> [ACTION ITEM]
The expected output is exactly the lines below, starting at the line with "is informational only." and ending at the line with "pub fn validate_webhook(req: &WebhookRequest)", both included; no other line belongs in it.

=== Begin Enclosure ===

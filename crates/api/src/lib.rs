//! Herald HTTP/WebSocket server.
//!
//! Endpoints:
//! - GET  /health, /ping: liveness
//! - POST /webhook/like, /webhook/notifications: webhook ingestion
//! - POST /internal/notifications: inter-service ingestion
//! - GET  /ws: authenticated live-delivery session
//! - GET  /notifications/{id}: list a user's notifications
//! - PUT  /notifications/{id}/read: mark one notification read

pub mod middleware;
pub mod routes;
pub mod session;
pub mod state;
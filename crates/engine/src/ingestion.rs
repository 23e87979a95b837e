//! Ingestion path.
//!
//! Validate an inbound event, upsert it, then dispatch it.
//!
//! Both inbound surfaces (the webhook and the inter-service call) funnel into
//! [`IngestionService::ingest`]. Persistence failures are hard failures; the
//! delivery outcome is informational only.

use std::sync::Arc;

use chrono::{DateTime, NaiveDateTime, Utc};
use uuid::Uuid;

use herald_common::error::AppError;
use herald_common::types::{NewNotification, Notification, ServiceEventRequest, WebhookRequest};

use crate::dispatcher::{DeliveryOutcome, Dispatcher};
use crate::store::{DedupPolicy, NotificationStore};

/// Naive ISO-8601 layout accepted in addition to RFC 3339 (interpreted as UTC).
const NAIVE_TIMESTAMP_FORMAT: &str = "%Y-%m-%dT%H:%M:%S%.f";

/// A stored notification together with how its live delivery went.
#[derive(Debug, Clone)]
pub struct IngestOutcome {
    pub notification: Notification,
    pub delivery: DeliveryOutcome,
}

/// Parse a well-formed identifier field.
pub fn parse_id(field: &str, value: &str) -> Result<Uuid, AppError> {
    Uuid::parse_str(value.trim())
        .map_err(|_| AppError::Validation(format!("Invalid {field} UUID")))
}

/// Parse an event timestamp: RFC 3339, or naive `YYYY-MM-DDTHH:MM:SS[.f]` as UTC.
pub fn parse_timestamp(value: &str) -> Result<DateTime<Utc>, AppError> {
    let value = value.trim();
    if let Ok(ts) = DateTime::parse_from_rfc3339(value) {
        return Ok(ts.with_timezone(&Utc));
    }
    NaiveDateTime::parse_from_str(value, NAIVE_TIMESTAMP_FORMAT)
        .map(|naive| naive.and_utc())
        .map_err(|_| AppError::Validation("Invalid timestamp format".to_string()))
}

fn require(field: &str, value: &str) -> Result<(), AppError> {
    if value.trim().is_empty() {
        return Err(AppError::Validation(format!("Field '{field}' is required")));
    }
    Ok(())
}

/// Validate a webhook body into a notification ready for upsert.
pub fn validate_webhook(req: &WebhookRequest) -> Result<NewNotification, AppError> {
    require("event", &req.event)?;
    let data = &req.data;
    require("type", &data.notification_type)?;
    require("content", &data.content)?;

    Ok(NewNotification {
        actor_id: parse_id("actorId", &data.actor_id)?,
        recipient_id: parse_id("recipientId", &data.recipient_id)?,
        responsible_id: parse_id("responsibleId", &data.responsible_id)?,
        notification_type: data.notification_type.clone(),
        content: data.content.clone(),
        timestamp: parse_timestamp(&data.timestamp)?,
    })
}

/// Validate an inter-service call. A missing timestamp means "now".
pub fn validate_service_event(req: &ServiceEventRequest) -> Result<NewNotification, AppError> {
    require("type", &req.notification_type)?;
    require("content", &req.content)?;

    let timestamp = match req.timestamp.as_deref() {
        Some(ts) => parse_timestamp(ts)?,
        None => Utc::now(),
    };

    Ok(NewNotification {
        actor_id: parse_id("actorId", &req.actor_id)?,
        recipient_id: parse_id("recipientId", &req.recipient_id)?,
        responsible_id: parse_id("responsibleId", &req.responsible_id)?,
        notification_type: req.notification_type.clone(),
        content: req.content.clone(),
        timestamp,
    })
}

/// Idempotent upsert followed by a best-effort live push.
#[derive(Clone)]
pub struct IngestionService {
    store: Arc<dyn NotificationStore>,
    dispatcher: Dispatcher,
    dedup: DedupPolicy,
}

impl IngestionService {
    pub fn new(store: Arc<dyn NotificationStore>, dispatcher: Dispatcher, dedup: DedupPolicy) -> Self {
        Self {
            store,
            dispatcher,
            dedup,
        }
    }

    /// Store `event` (refreshing the timestamp of an existing duplicate) and
    /// attempt live delivery to its responsible party.
    pub async fn ingest(&self, event: NewNotification) -> Result<IngestOutcome, AppError> {
        let key = self.dedup.key(&event);
        let notification = self.store.upsert(&event, &key).await?;

        tracing::info!(
            notification_id = %notification.id,
            actor_id = %notification.actor_id,
            user_id = %notification.responsible_id,
            notification_type = %notification.notification_type,
            "Notification saved"
        );

        let delivery = self.dispatcher.dispatch(&notification).await;

        Ok(IngestOutcome {
            notification,
            delivery,
        })
    }
}

impl std::fmt::Debug for IngestionService {
    fn fmt(&self, f: &mut std::fmt::Formatter<'_>) -> std::fmt::Result {
        f.debug_struct("IngestionService")
            .field("dispatcher", &self.dispatcher)
            .field("dedup", &self.dedup)
            .finish_non_exhaustive()
    }
}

=== End Enclosure ===

> [TASK RESPONSE]
//! delivery outcome is informational only.

use std::sync::Arc;

use chrono::{DateTime, NaiveDateTime, Utc};
use uuid::Uuid;

use herald_common::error::AppError;
use herald_common::types::{NewNotification, Notification, ServiceEventRequest, WebhookRequest};

use crate::dispatcher::{DeliveryOutcome, Dispatcher};
use crate::store::{DedupPolicy, NotificationStore};

/// Naive ISO-8601 layout accepted in addition to RFC 3339 (interpreted as UTC).
const NAIVE_TIMESTAMP_FORMAT: &str = "%Y-%m-%dT%H:%M:%S%.f";

/// A stored notification together with how its live delivery went.
#[derive(Debug, Clone)]
pub struct IngestOutcome {
    pub notification: Notification,
    pub delivery: DeliveryOutcome,
}

/// Parse a well-formed identifier field.
pub fn parse_id(field: &str, value: &str) -> Result<Uuid, AppError> {
    Uuid::parse_str(value.trim())
        .map_err(|_| AppError::Validation(format!("Invalid {field} UUID")))
}

/// Parse an event timestamp: RFC 3339, or naive `YYYY-MM-DDTHH:MM:SS[.f]` as UTC.
pub fn parse_timestamp(value: &str) -> Result<DateTime<Utc>, AppError> {
    let value = value.trim();
    if let Ok(ts) = DateTime::parse_from_rfc3339(value) {
        return Ok(ts.with_timezone(&Utc));
    }
    NaiveDateTime::parse_from_str(value, NAIVE_TIMESTAMP_FORMAT)
        .map(|naive| naive.and_utc())
        .map_err(|_| AppError::Validation("Invalid timestamp format".to_string()))
}

fn require(field: &str, value: &str) -> Result<(), AppError> {
    if value.trim().is_empty() {
        return Err(AppError::Validation(format!("Field '{field}' is required")));
    }
    Ok(())
}

/// Validate a webhook body into a notification ready for upsert.
pub fn validate_webhook(req: &WebhookRequest) -> Result<NewNotification, AppError> {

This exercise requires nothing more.